Gooooood Friday morning!
Well, my breakfast is cooking and I’m already thinking about dinner. And despite being a little sleepy, I’m crunching some numbers.
Yesterday I shared some of my favorite dinner recipes, but the thing is…I don’t cook with actual recipes that often! When I am hungry and want to make a “purple” meal, I usually just follow a basic formula. (Very basic, as I’m not a math girl.)
Protein + veggies and fat + small starch and fat.
Now that’s not mind-blowing, but I’ve found that sometimes people may not realize my formula because I mix my variables up so much. So the actual formula is more like….
(Protein A)(Cooking Technique B) + (Veggie C)(Cooking Technique D) + (Fat N) + (Starch Y)(Cooking Technique M) + (Fat Z)
Or sometimes I use the same fat throughout the meal and then it’s just (Fat N) squared!
This is the same way I make lunches. The breakfast formula isn’t very different either…it just usually adds some fruit in the mix, and then cooking technique is “Magic Bullet the hell out of it.”
So then the biggest thing to eating simple healthy meals but not getting bored is checking your variables!
- Protein variables: type of meat, cut of meat, ground meat, white meat vs. dark meat, non-meat (eggs, dairy)
- Veggie variables: cold sliced veggies, warm veggies, in-a-salad veggies
- Fat variables: solid (nuts, cheese) vs. liquid (melted butter, coconut milk), unsaturated vs. saturated, plant vs. animal
- Cooking techniques: grill, bake, saute, toast, roast, microwave, steam, broil, made into soup, blend, scoop out of the container and call it a day
I have a staple grocery list, but I change the variables so much within that list. I experiment with different cuts of meat; grilled chicken thighs taste very different than grilled chicken breasts. My cooked veggies change weekly, although I can eat green beans any time of day. Sometimes my starch might be bread, although I love red-skinned potatoes as of late. If I’m having yogurt, then maybe it’s granola or fruit. And when it comes to fat, I mix it up with to suit the overall taste of the meal.
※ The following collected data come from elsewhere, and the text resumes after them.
impl LinearRegressor {
    /// Closed-form ridge fit on standardized, centered features.
    pub fn fit(rows: &[[f64; FEATURE_COUNT]], targets: &[f64], l2: f64) -> Result<Self> {
        if rows.is_empty() || rows.len() != targets.len() {
            return Err(DecisionServiceError::InvalidConfig(format!(
                "regressor needs matching rows and targets, got {} and {}",
                rows.len(),
                targets.len()
            )));
        }
        let standardizer = Standardizer::fit(rows);
        let xs: Vec<[f64; FEATURE_COUNT]> = rows.iter().map(|r| standardizer.apply(r)).collect();
        let n = xs.len() as f64;
        let y_mean = targets.iter().sum::<f64>() / n;

        // (XᵀX / n + λI) w = Xᵀy / n
        let ridge = l2.max(1e-8);
        let mut a = vec![vec![0.0; FEATURE_COUNT + 1]; FEATURE_COUNT];
        for (x, y) in xs.iter().zip(targets) {
            for i in 0..FEATURE_COUNT {
                for j in 0..FEATURE_COUNT {
                    a[i][j] += x[i] * x[j] / n;
                }
                a[i][FEATURE_COUNT] += x[i] * (y - y_mean) / n;
            }
        }
        for (i, row) in a.iter_mut().enumerate() {
            row[i] += ridge;
        }
        let solution = solve_augmented(a)?;
        let mut weights = [0.0; FEATURE_COUNT];
        weights.copy_from_slice(&solution);

        let mut model = Self {
            weights,
            bias: y_mean,
            residual_std: 0.0,
            standardizer,
        };
        let sse: f64 = rows
            .iter()
            .zip(targets)
            .map(|(r, y)| (model.predict(r) - y).powi(2))
            .sum();
        model.residual_std = (sse / n).sqrt();
        Ok(model)
    }

    pub fn from_parts(
        weights: [f64; FEATURE_COUNT],
        bias: f64,
        residual_std: f64,
        standardizer: Standardizer,
    ) -> Result<Self> {
        if !bias.is_finite() || !residual_std.is_finite() || residual_std < 0.0 {
            return Err(DecisionServiceError::Artifact(
                "regressor bias and residual std must be finite".to_string(),
            ));
        }
        Ok(Self {
            weights,
            bias,
            residual_std,
            standardizer,
        })
    }

    pub fn predict(&self, x: &[f64; FEATURE_COUNT]) -> f64 {
        dot(&self.weights, &self.standardizer.apply(x)) + self.bias
    }

    pub fn weights(&self) -> &[f64; FEATURE_COUNT] {
        &self.weights
    }

    pub fn bias(&self) -> f64 {
        self.bias
    }

    pub fn residual_std(&self) -> f64 {
        self.residual_std
    }

    pub fn standardizer(&self) -> &Standardizer {
        &self.standardizer
    }
}

/// Gauss-Jordan elimination with partial pivoting on an `n x (n+1)` system.
fn solve_augmented(mut a: Vec<Vec<f64>>) -> Result<Vec<f64>> {
    let n = a.len();
    for col in 0..n {
        let pivot = (col..n)
            .max_by(|&i, &j| a[i][col].abs().total_cmp(&a[j][col].abs()))
            .unwrap_or(col);
        if a[pivot][col].abs() < 1e-12 {
            return Err(DecisionServiceError::Artifact(
                "singular normal equations".to_string(),
            ));
        }
        a.swap(col, pivot);
        let p = a[col][col];
        for v in a[col].iter_mut() {
            *v /= p;
        }
        for row in 0..n {
            if row != col {
                let factor = a[row][col];
                if factor != 0.0 {
                    for k in col..=n {
                        a[row][k] -= factor * a[col][k];
                    }
                }
            }
        }
    }
    Ok(a.into_iter().map(|row| row[n]).collect())
}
And then there’s the X Factor. X is for “experimentation.” No matter what you’re eating and whether you’re grilling or baking, it’s so important to experiment with spices, sauces, and different cooking techniques. Having BBQ sauce and tomato sauce in your pantry can be the difference between a blah dinner and a banging one. Adding a cool new spice to your cart each week can help you build up a collection of X factor saviors. Making herb butter each Sunday with a different herb is a great way to turn your baked potato into something restaurant-worthy. That’s the X factor…making every meal look elaborate and taste delicious without doing a lot of complicated cooking.
And know that when in doubt, add a little pesto, cheese, or bacon. These things ALWAYS saves the day. Some might call this cheating; I think of it as “using a calculator.” You’re pretty sure you’re going to get things right when you’ve got that handy.